use chrono::{Duration, Utc};
use tracing::{info, warn};

use crate::error::SyncError;
use crate::messages::{Locale, Message};
use crate::notify::{Notification, Notifier};
use crate::traits::RecordStore;
use crate::types::{HistoryEntry, ScrapedStatus, Severity};

#[derive(Debug, Default, Clone, PartialEq, Eq)]
pub struct ReconcileReport {
    pub updated: u64,
    pub failed: u64,
    pub history_changes: u64,
}

/// Writes scraped stats back to the store and optionally reports the
/// badge changes that write produced.
pub struct Reconciler<'a> {
    store: &'a dyn RecordStore,
    notifier: &'a Notifier,
    locale: Locale,
    export_history: bool,
    history_window: Duration,
}

impl<'a> Reconciler<'a> {
    pub fn new(
        store: &'a dyn RecordStore,
        notifier: &'a Notifier,
        locale: Locale,
        export_history: bool,
        history_window_minutes: i64,
    ) -> Self {
        Self {
            store,
            notifier,
            locale,
            export_history,
            history_window: Duration::minutes(history_window_minutes),
        }
    }

    /// One batch update. Item failures are logged and counted, never retried.
    /// `Err` only when the batch itself could not be submitted.
    pub async fn reconcile(
        &self,
        statuses: &[ScrapedStatus],
    ) -> Result<ReconcileReport, SyncError> {
        let mut report = ReconcileReport::default();
        if statuses.is_empty() {
            info!("No scraped statuses to update");
            return Ok(report);
        }

        let outcomes = self
            .store
            .update_statuses(statuses)
            .await
            .map_err(|e| SyncError::Update(e.to_string()))?;

        for outcome in &outcomes {
            let id = outcome.id.as_deref().unwrap_or("<unknown>");
            if outcome.success {
                report.updated += 1;
                info!("Updated Successfully: {id}");
            } else {
                report.failed += 1;
                warn!(id, errors = ?outcome.errors, "Record update failed");
            }
        }

        if self.export_history {
            report.history_changes = self.report_history().await;
        }

        Ok(report)
    }

    /// Send the recent badge changes as one notification. Query failures are
    /// reported but do not fail the run.
    async fn report_history(&self) -> u64 {
        let since = Utc::now() - self.history_window;
        match self.store.recent_history(since).await {
            Ok(entries) => {
                info!(changes = entries.len(), %since, "Fetched badge history");
                if entries.is_empty() {
                    return 0;
                }
                self.notifier
                    .notify(
                        Notification::new(format_history(&entries), Severity::Highlight)
                            .titled(self.locale.text(Message::Difference)),
                    )
                    .await;
                entries.len() as u64
            }
            Err(e) => {
                warn!(error = %e, "Badge history query failed");
                self.notifier
                    .notify(
                        Notification::new(
                            format!("{}\n{e}", self.locale.text(Message::QueryError)),
                            Severity::Danger,
                        )
                        .titled(self.locale.text(Message::Failure)),
                    )
                    .await;
                0
            }
        }
    }
}

/// One `• {name} : {old} -> {new}` line per change.
pub fn format_history(entries: &[HistoryEntry]) -> String {
    entries
        .iter()
        .map(|e| format!("• {} : {} -> {}", e.parent_name, e.old_value, e.new_value))
        .collect::<Vec<_>>()
        .join("\n")
}
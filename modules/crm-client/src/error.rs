use thiserror::Error;

pub type Result<T> = std::result::Result<T, CrmError>;

#[derive(Debug, Error)]
pub enum CrmError {
    #[error("Network error: {0}")]
    Network(String),

    #[error("Authentication failed (status {status}): {message}")]
    Auth { status: u16, message: String },

    #[error("API error (status {status}): {message}")]
    Api { status: u16, message: String },

    #[error("Parse error: {0}")]
    Parse(String),

    #[error("Record is not a JSON object: {0}")]
    InvalidRecord(String),
}

impl From<reqwest::Error> for CrmError {
    fn from(err: reqwest::Error) -> Self {
        CrmError::Network(err.to_string())
    }
}

impl From<serde_json::Error> for CrmError {
    fn from(err: serde_json::Error) -> Self {
        CrmError::Parse(err.to_string())
    }
}
//! # Survey Data Structures
//!
//! [`SurveyData`] is the root container for everything a user enters
//! during one wizard session. The wizard owns it exclusively and hands out
//! a read-only view; see [`crate::wizard::Wizard`].
//!
//! ## Structure
//!
//! ```text
//! SurveyData
//! ├── meta: SurveyMetadata (schema version, timestamps)
//! ├── project: Project (name, owner, address, property type)
//! ├── rooms: RoomList (ordered, with parts)
//! ├── interior: InteriorChoices
//! ├── creator: CreatorInfo
//! └── customer: CustomerInfo (+ include_customer flag)
//! ```
//!
//! ## Example
//!
//! ```rust
//! use survey_core::project::SurveyData;
//!
//! let survey = SurveyData::new();
//! assert!(survey.rooms.is_empty());
//!
//! // Serialize to JSON for a snapshot (see file_io for atomic saves)
//! let json = serde_json::to_string_pretty(&survey).unwrap();
//! assert!(json.contains("\"version\""));
//! ```

use chrono::{DateTime, Utc};
use serde::{Deserialize, Serialize};

use crate::contacts::{CreatorInfo, CustomerInfo};
use crate::errors::{SurveyError, SurveyResult};
use crate::interior::InteriorChoices;
use crate::rooms::RoomList;

/// Current schema version for survey snapshots
pub const SCHEMA_VERSION: &str = "0.1.0";

/// Kind of property being measured
#[derive(Debug, Clone, Copy, PartialEq, Eq, Hash, Serialize, Deserialize)]
#[serde(rename_all = "lowercase")]
pub enum PropertyType {
    Apartment,
    House,
}

impl PropertyType {
    /// Parse "apartment" / "house" (case-insensitive)
    pub fn from_str_flexible(s: &str) -> SurveyResult<Self> {
        match s.trim().to_lowercase().as_str() {
            "apartment" | "apt" | "flat" => Ok(PropertyType::Apartment),
            "house" | "home" => Ok(PropertyType::House),
            _ => Err(SurveyError::invalid_input("property_type", s, "Expected 'apartment' or 'house'")),
        }
    }

    /// Get display name
    pub fn display_name(&self) -> &'static str {
        match self {
            PropertyType::Apartment => "Apartment",
            PropertyType::House => "House",
        }
    }
}

impl std::fmt::Display for PropertyType {
    fn fmt(&self, f: &mut std::fmt::Formatter<'_>) -> std::fmt::Result {
        write!(f, "{}", self.display_name())
    }
}

/// Top-level description of the property and who owns it
#[derive(Debug, Clone, PartialEq, Eq, Default, Serialize, Deserialize)]
pub struct Project {
    pub name: String,
    pub owner: String,
    pub address: String,
    pub property_type: Option<PropertyType>,
}

impl Project {
    /// Create a filled-in project
    ///
    /// # Example
    ///
    /// ```rust
    /// use survey_core::project::{Project, PropertyType};
    ///
    /// let project = Project::new("Test", "Jane Doe", "1 Main St", PropertyType::House);
    /// assert_eq!(project.owner, "Jane Doe");
    /// ```
    pub fn new(
        name: impl Into<String>,
        owner: impl Into<String>,
        address: impl Into<String>,
        property_type: PropertyType,
    ) -> Self {
        Project {
            name: name.into(),
            owner: owner.into(),
            address: address.into(),
            property_type: Some(property_type),
        }
    }

    pub(crate) fn apply(&mut self, edit: ProjectEdit) {
        match edit {
            ProjectEdit::Name(v) => self.name = v,
            ProjectEdit::Owner(v) => self.owner = v,
            ProjectEdit::Address(v) => self.address = v,
            ProjectEdit::PropertyType(v) => self.property_type = v,
        }
    }
}

/// A single-field change to [`Project`]
#[derive(Debug, Clone, PartialEq, Eq, Serialize, Deserialize)]
pub enum ProjectEdit {
    Name(String),
    Owner(String),
    Address(String),
    PropertyType(Option<PropertyType>),
}

impl ProjectEdit {
    /// The validation field this edit touches
    pub fn field(&self) -> &'static str {
        match self {
            ProjectEdit::Name(_) => "name",
            ProjectEdit::Owner(_) => "owner",
            ProjectEdit::Address(_) => "address",
            ProjectEdit::PropertyType(_) => "property_type",
        }
    }
}

/// Snapshot header
#[derive(Debug, Clone, PartialEq, Serialize, Deserialize)]
pub struct SurveyMetadata {
    /// Schema version (for migration compatibility)
    pub version: String,

    /// When the survey was started
    pub created: DateTime<Utc>,

    /// When the survey was last changed
    pub modified: DateTime<Utc>,
}

/// Root container for one wizard session
#[derive(Debug, Clone, PartialEq, Serialize, Deserialize)]
pub struct SurveyData {
    pub meta: SurveyMetadata,
    pub project: Project,
    pub rooms: RoomList,
    pub interior: InteriorChoices,
    pub creator: CreatorInfo,
    pub customer: CustomerInfo,
    /// Whether the customer step's details belong on the survey
    #[serde(default)]
    pub include_customer: bool,
}

impl SurveyData {
    /// Create an empty survey
    pub fn new() -> Self {
        let now = Utc::now();
        SurveyData {
            meta: SurveyMetadata {
                version: SCHEMA_VERSION.to_string(),
                created: now,
                modified: now,
            },
            project: Project::default(),
            rooms: RoomList::new(),
            interior: InteriorChoices::default(),
            creator: CreatorInfo::default(),
            customer: CustomerInfo::default(),
            include_customer: false,
        }
    }

    /// Update the modified timestamp.
    pub fn touch(&mut self) {
        self.meta.modified = Utc::now();
    }
}

impl Default for SurveyData {
    fn default() -> Self {
        SurveyData::new()
    }
}
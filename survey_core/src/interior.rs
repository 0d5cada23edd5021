//! Interior design choices.

use serde::{Deserialize, Serialize};

use crate::errors::{SurveyError, SurveyResult};
use crate::materials::{FurniturePackage, WallColor};

/// Highest lighting level (percent)
pub const MAX_LIGHTING_PERCENT: u8 = 100;

/// Lighting level for a fresh survey (percent)
pub const DEFAULT_LIGHTING_PERCENT: u8 = 50;

/// User-selected finish package, colour and lighting level
#[derive(Debug, Clone, PartialEq, Serialize, Deserialize)]
pub struct InteriorChoices {
    pub furniture_package: Option<FurniturePackage>,
    pub wall_color: Option<WallColor>,
    /// 0..=100
    pub lighting_ambiance_percent: u8,
}

impl Default for InteriorChoices {
    fn default() -> Self {
        InteriorChoices {
            furniture_package: None,
            wall_color: None,
            lighting_ambiance_percent: DEFAULT_LIGHTING_PERCENT,
        }
    }
}

impl InteriorChoices {
    pub(crate) fn apply(&mut self, edit: InteriorEdit) {
        match edit {
            InteriorEdit::FurniturePackage(package) => self.furniture_package = package,
            InteriorEdit::WallColor(color) => self.wall_color = color,
            InteriorEdit::LightingAmbiance(percent) => {
                self.lighting_ambiance_percent = percent.min(MAX_LIGHTING_PERCENT);
            }
        }
    }

    /// Reject a lighting level above 100, as can appear in a hand-edited snapshot
    pub fn validate(&self) -> SurveyResult<()> {
        if self.lighting_ambiance_percent > MAX_LIGHTING_PERCENT {
            return Err(SurveyError::invalid_input(
                "lighting_ambiance_percent",
                self.lighting_ambiance_percent.to_string(),
                format!("Lighting must be between 0 and {MAX_LIGHTING_PERCENT}"),
            ));
        }
        Ok(())
    }
}

/// A single change to the interior choices
#[derive(Debug, Clone, PartialEq, Serialize, Deserialize)]
pub enum InteriorEdit {
    FurniturePackage(Option<FurniturePackage>),
    WallColor(Option<WallColor>),
    /// Values above 100 are clamped
    LightingAmbiance(u8),
}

-- -- --

*Brief*:
Scan the records above, count the lines with "RecordStore" in them, and give only the number.

*Result of this task*:
3